Diego Rivera and Frida Kahlo’s time in Detroit was a turning point for both artists 

Art Stars

Mark Rosenthal is understandably excited for the DIA's anticipated Diego Rivera and Frida Kahlo in Detroit to open. The exhibition's adjunct curator, he's has spent the past two years wrangling the 70 works of art that that will help follow the careers of two of the world's most famous artists as they intersected between April 1932 and March 1933 here in Detroit. The exhibition offers perhaps the most comprehensive look at both artists to date (even though the DIA was unable to obtain an iconic and provocative Kahlo painting currently owned by Madonna).

The cause for their arrival in Detroit was, of course, the creation of Rivera's "Detroit Industry" murals — funded by Edsel Ford, and commissioned by the DIA under director Wilhelm Valentiner. At the time, Rivera was one of the most famous living artists in the world, best known for his grand, nationalistic murals about the history of Mexico. Valentiner was in something of competition with Nelson Rockefeller in New York, both vying to be the first to get Rivera murals (the DIA won). But while Rivera was the star, Kahlo was just starting to bloom as an artist as well.

"What I didn't quite realize when I got started was how incredibly pivotal of a year it had been in both artists' careers," Rosenthal says. For Rivera, the "Detroit Industry" murals were something of a departure from his typical subject matter. "As the possibility became apparent that he was going to get to paint in Detroit, (Rivera) became totally immersed in the idea of a different theme than what he had been painting," Rosenthal says, by showing workers in factories as opposed to workers in fields. "But even bigger would be this kind of cosmic vision, as it were, of a merger of the two great powers of the Western hemisphere — American Industrialization and Mexican might, when it came to raw materials and a spiritual view."

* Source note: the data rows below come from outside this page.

//! Validate → project → reconcile. The canonical entrypoint used by the CLI.

use std::path::{Path, PathBuf};

use roadmap_core::config::Config;
use roadmap_core::types::{Manifest, ProjectId};
use roadmap_core::validate;
use roadmap_renderer::{Artifact, ArtifactKind, Projector};

use crate::error::SyncError;
use crate::local;
use crate::remote::{self, RemoteClient, RemoteTask};
use crate::report::{Outcome, RunReport};
use crate::throttle::Throttle;

/// Which projects a run touches.
#[derive(Debug, Clone, PartialEq, Eq, Default)]
pub enum Scope {
    /// The overview plus every project.
    #[default]
    All,
    /// One project's section and remote metadata; the overview is left alone.
    Project(ProjectId),
}

impl Scope {
    fn includes(&self, id: &ProjectId) -> bool {
        match self {
            Scope::All => true,
            Scope::Project(only) => only == id,
        }
    }
}

#[derive(Debug, Clone, PartialEq, Eq)]
pub struct RunOptions {
    pub local: bool,
    pub remote: bool,
    pub dry_run: bool,
    pub scope: Scope,
}

impl Default for RunOptions {
    fn default() -> Self {
        RunOptions {
            local: true,
            remote: true,
            dry_run: false,
            scope: Scope::All,
        }
    }
}

/// Remote side of a run: client, shared throttle, and worker count.
pub struct Remote<'a> {
    pub client: &'a dyn RemoteClient,
    pub throttle: &'a Throttle,
    pub concurrency: usize,
}

/// One local document target.
#[derive(Debug, Clone, PartialEq, Eq)]
pub struct LocalTarget {
    pub kind: ArtifactKind,
    pub path: PathBuf,
    /// Path shown in reports and diff headers.
    pub label: String,
}

/// Local targets for `scope`, overview first, then projects in stored order.
pub fn local_targets(manifest: &Manifest, config: &Config, scope: &Scope) -> Vec<LocalTarget> {
    let mut targets = Vec::new();
    if *scope == Scope::All {
        let path = config.overview_path();
        targets.push(LocalTarget {
            kind: ArtifactKind::Overview,
            label: display_label(config.base_dir(), &path),
            path,
        });
    }
    for project in manifest.projects.iter().filter(|p| scope.includes(&p.id)) {
        let path = config.readme_path(&project.id);
        targets.push(LocalTarget {
            kind: ArtifactKind::ProjectSection(project.id.clone()),
            label: display_label(config.base_dir(), &path),
            path,
        });
    }
    targets
}

fn display_label(base: &Path, path: &Path) -> String {
    path.strip_prefix(base)
        .unwrap_or(path)
        .to_string_lossy()
        .replace('\\', "/")
}

/// Run the full pipeline.
///
/// Fatal validation findings stop the run before anything is projected.
/// Per-resource failures are recorded in the report; only setup problems
/// return `Err`.
pub fn run(
    manifest: &Manifest,
    config: &Config,
    projector: &Projector,
    remote: Option<Remote<'_>>,
    opts: &RunOptions,
) -> Result<RunReport, SyncError> {
    let mut report = RunReport {
        dry_run: opts.dry_run,
        ..RunReport::default()
    };

    check_scope(manifest, &opts.scope)?;

    let validation = validate::validate(manifest, &config.known_categories);
    report.validated = manifest.projects.len() + manifest.milestones.len();
    report.findings = validation.findings;
    if report.is_blocked() {
        tracing::warn!("validation failed; nothing projected");
        return Ok(report);
    }

    if opts.local {
        reconcile_local(manifest, config, projector, opts, &mut report);
    }

    if opts.remote {
        let remote = remote.ok_or(SyncError::RemoteUnavailable)?;
        reconcile_remote(manifest, config, projector, &remote, opts, &mut report);
    }

    Ok(report)
}

fn check_scope(manifest: &Manifest, scope: &Scope) -> Result<(), SyncError> {
    if let Scope::Project(id) = scope {
        if manifest.project(id).is_none() {
            return Err(roadmap_renderer::RenderError::UnknownProject { id: id.0.clone() }.into());
        }
    }
    Ok(())
}

/// Why `target` is left alone, if it is. Project READMEs are only written
/// into checkouts that already exist.
fn skip_reason(target: &LocalTarget) -> Option<String> {
    if !matches!(target.kind, ArtifactKind::ProjectSection(_)) {
        return None;
    }
    let checkout = target.path.parent().filter(|p| !p.as_os_str().is_empty())?;
    (!checkout.is_dir()).then(|| format!("checkout not found for {}", target.label))
}

/// Project and reconcile one local target. Errors become that target's outcome.
fn reconcile_target(
    manifest: &Manifest,
    projector: &Projector,
    target: &LocalTarget,
    dry_run: bool,
    projected: &mut usize,
) -> Outcome {
    if let Some(reason) = skip_reason(target) {
        tracing::info!("skipping {}: {reason}", target.kind);
        return Outcome::Skipped { reason };
    }

    match projector.project(manifest, &target.kind) {
        Ok(Artifact::Section { section, body }) => {
            *projected += 1;
            match local::reconcile_document(&target.path, &target.label, section, &body, dry_run) {
                Ok(outcome) => outcome,
                Err(e) => {
                    tracing::warn!("{}: {e}", target.label);
                    Outcome::Failed { cause: e.to_string() }
                }
            }
        }
        Ok(Artifact::Remote { .. }) => Outcome::ProjectionFailed {
            cause: "expected a document section".to_string(),
        },
        Err(e) => {
            tracing::warn!("{}: {e}", target.kind);
            Outcome::ProjectionFailed { cause: e.to_string() }
        }
    }
}

fn reconcile_local(
    manifest: &Manifest,
    config: &Config,
    projector: &Projector,
    opts: &RunOptions,
    report: &mut RunReport,
) {
    for target in local_targets(manifest, config, &opts.scope) {
        let outcome =
            reconcile_target(manifest, projector, &target, opts.dry_run, &mut report.projected);
        report.push(target.kind, target.label, outcome);
    }
}

fn reconcile_remote(
    manifest: &Manifest,
    config: &Config,
    projector: &Projector,
    remote: &Remote<'_>,
    opts: &RunOptions,
    report: &mut RunReport,
) {
    let mut tasks: Vec<RemoteTask> = Vec::new();

    for project in manifest.projects.iter().filter(|p| opts.scope.includes(&p.id)) {
        let Some(repo) = &project.repo else { continue };
        let kind = ArtifactKind::RemoteMetadata(project.id.clone());
        if !config.remote_enabled(&project.id) {
            report.push(kind, repo.0.clone(), Outcome::Skipped {
                reason: "remote sync disabled in config".to_string(),
            });
            continue;
        }
        match projector.project(manifest, &kind) {
            Ok(Artifact::Remote { repo, metadata }) => {
                report.projected += 1;
                tasks.push(RemoteTask {
                    project: project.id.clone(),
                    repo,
                    desired: metadata,
                });
            }
            Ok(Artifact::Section { .. }) => report.push(kind, repo.0.clone(), Outcome::ProjectionFailed {
                cause: "expected remote metadata".to_string(),
            }),
            Err(e) => report.push(kind, repo.0.clone(), Outcome::ProjectionFailed { cause: e.to_string() }),
        }
    }

    let outcomes = remote::reconcile_all(
        remote.client,
        remote.throttle,
        &tasks,
        opts.dry_run,
        remote.concurrency,
    );
    for (task, outcome) in tasks.into_iter().zip(outcomes) {
        report.push(ArtifactKind::RemoteMetadata(task.project), task.repo.0, outcome);
    }
}

/// Preview of the local pass: the same plan `run` would apply, as a
/// dry-run report. Each document carries its own outcome; unchanged
/// documents have no diff.
pub fn diff(
    manifest: &Manifest,
    config: &Config,
    projector: &Projector,
    scope: &Scope,
) -> Result<RunReport, SyncError> {
    check_scope(manifest, scope)?;
    let opts = RunOptions {
        local: true,
        remote: false,
        dry_run: true,
        scope: scope.clone(),
    };
    let mut report = RunReport {
        dry_run: true,
        ..RunReport::default()
    };
    reconcile_local(manifest, config, projector, &opts, &mut report);
    Ok(report)
}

Kahlo, though, was pretty much unknown. "At the time, the Free Press had an article about Mrs. Rivera being 'a dabbler,'" Rosenthal says. "But (Kahlo) was no shrinking violet whatsoever, emotionally or artistically. When they arrived at the train station someone finally got around to asking Mrs. Rivera, 'What do you do?' And she said, 'I'm the greatest painter in the world.' This person who had no reputation and if you actually looked into her work it wouldn't look all that exciting, in fact."

Rivera was a workaholic, spending the first three months in Detroit doing hundreds of observational drawings from the auto factories. Kahlo, meanwhile, was largely unimpressed by her time in Detroit, passing the time watching movies — "she loved gory movies, and loved Abbott and Costello-type movies," Rosenthal says.

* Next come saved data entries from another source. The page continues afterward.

//! `roadmap diff`: unified diffs for what reconcile would write locally.

use std::process::ExitCode;

use anyhow::{Context, Result};
use clap::Args;
use colored::Colorize;

use roadmap_core::ProjectId;
use roadmap_sync::pipeline::{self, Scope};
use roadmap_sync::Outcome;

use super::{require_valid, GlobalArgs};

#[derive(Args, Debug)]
pub struct DiffArgs {
    /// Only this project's README.
    #[arg(long, value_name = "ID")]
    pub project: Option<String>,
}

impl DiffArgs {
    pub fn run(self, global: &GlobalArgs) -> Result<ExitCode> {
        let ws = global.load()?;
        if let Some(code) = require_valid(&ws) {
            return Ok(code);
        }

        let scope = match self.project {
            Some(id) => Scope::Project(ProjectId::from(id)),
            None => Scope::All,
        };
        let preview = pipeline::diff(&ws.manifest, &ws.config, &ws.projector()?, &scope)
            .context("diff failed")?;

        let mut changed = 0;
        for resource in &preview.resources {
            match &resource.outcome {
                Outcome::Skipped { reason } => {
                    eprintln!("{} {}: {reason}", "skipped".bright_black(), resource.target);
                }
                failure if failure.is_failure() => {
                    eprintln!("{} {}: {failure}", "✗".red().bold(), resource.target);
                }
                outcome => {
                    if let Some(diff) = outcome.diff() {
                        changed += 1;
                        print!("{diff}");
                        if !diff.ends_with('\n') {
                            println!();
                        }
                    }
                }
            }
        }

        if changed == 0 {
            println!("No differences.");
        }
        Ok(if preview.has_failures() {
            ExitCode::FAILURE
        } else {
            ExitCode::SUCCESS
        })
    }
}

In addition to feeling isolated and alienated, Kahlo's mother died back in Mexico during her year in Detroit, and she suffered a miscarriage at Henry Ford Hospital. But with Rivera's encouragement, Kahlo was able to channel these experiences into groundbreaking and surreal, yet autobiographical paintings.

Rivera's completed murals, with blasphemous and Marxist overtones, caused a well-publicized bit of controversy once completed — which the DIA benefited from greatly. "Of course, out of controversy, comes more attendance," says Rosenthal. "And one wonders whether Valentiner didn't realize this at a certain point." (Rivera would create even more controversy with his Rockefeller Center murals, but those would later be destroyed.)

The DIA's attendance went way up once the murals were completed, and the city increased the budget of the museum. "Valentiner said that he thought a mural by Rivera would make the museum famous throughout the world, and that this could arguably become the most famous work in the museum," Rosenthal says.

"One of my favorite ways of talking about the Rivera Court is to say it's a secular Sistine ceiling," Rosenthal says. "It's totally about workers, it's totally about something altogether different."

But the show goes beyond just the murals — that's just the framing device for a much bigger story about the two artists. "It's not simply putting them side by side — it's showing their inner relationship as artists," he says. "I don't think any exhibition has ever done that."

Diego Rivera and Frida Kahlo in Detroit opens March 15 and runs through July 12 at the Detroit Institute of Arts; 313-833-7900; tickets $14-$19.